◆ WHAT YOU HAVE TO DO: Which lines of the data below hold "bool"? Copy each of them.

◆ SOURCE MATERIAL:
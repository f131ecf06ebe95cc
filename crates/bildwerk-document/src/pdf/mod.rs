// SPDX-License-Identifier: PMPL-1.0-or-later
// Copyright (c) 2026 Jonathan D.A. Jewell (hyperpolymath) <jonathan.jewell@open.ac.uk>
//
// PDF module — the document backend the page assembler writes into.

pub mod sink;

pub use sink::{PageSink, PdfSink};
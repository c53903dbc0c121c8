//! Trust suppression for `!unsafe` subtrees.
//!
//! Strings constructed from a trusted input stream are marked
//! `TrustedAsTemplate`, which makes them eligible for downstream template
//! expansion. An `!unsafe` tag suppresses that marker for its entire subtree.
//! This is a security boundary: a value that escapes marking here can never
//! regain eligibility later.

use std::cell::Cell;

/// Per-parse trust state: the stream-level trust flag plus the `!unsafe`
/// nesting depth.
#[derive(Debug)]
pub(crate) struct TrustTracker {
    trusted_source: bool,
    unsafe_depth: Cell<usize>,
}

impl TrustTracker {
    pub fn new(trusted_source: bool) -> Self {
        Self {
            trusted_source,
            unsafe_depth: Cell::new(0),
        }
    }

    /// Whether a string constructed right now receives `TrustedAsTemplate`.
    pub fn grants_trust(&self) -> bool {
        self.trusted_source && self.unsafe_depth.get() == 0
    }

    /// Enter an `!unsafe` subtree. The returned guard decrements the depth
    /// on drop, so the suppression cannot leak past the subtree even when
    /// its construction fails partway.
    pub fn enter_unsafe(&self) -> UnsafeScope<'_> {
        self.unsafe_depth.set(self.unsafe_depth.get() + 1);
        UnsafeScope { tracker: self }
    }

    #[cfg(test)]
    pub fn depth(&self) -> usize {
        self.unsafe_depth.get()
    }
}

/// RAII guard bracketing one `!unsafe` subtree.
pub(crate) struct UnsafeScope<'a> {
    tracker: &'a TrustTracker,
}

impl Drop for UnsafeScope<'_> {
    fn drop(&mut self) {
        let depth = self.tracker.unsafe_depth.get();
        self.tracker.unsafe_depth.set(depth.saturating_sub(1));
    }
}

◆ THE COMPLETED TASK:
    trusted_source: bool,
    pub fn new(trusted_source: bool) -> Self {
    pub fn grants_trust(&self) -> bool {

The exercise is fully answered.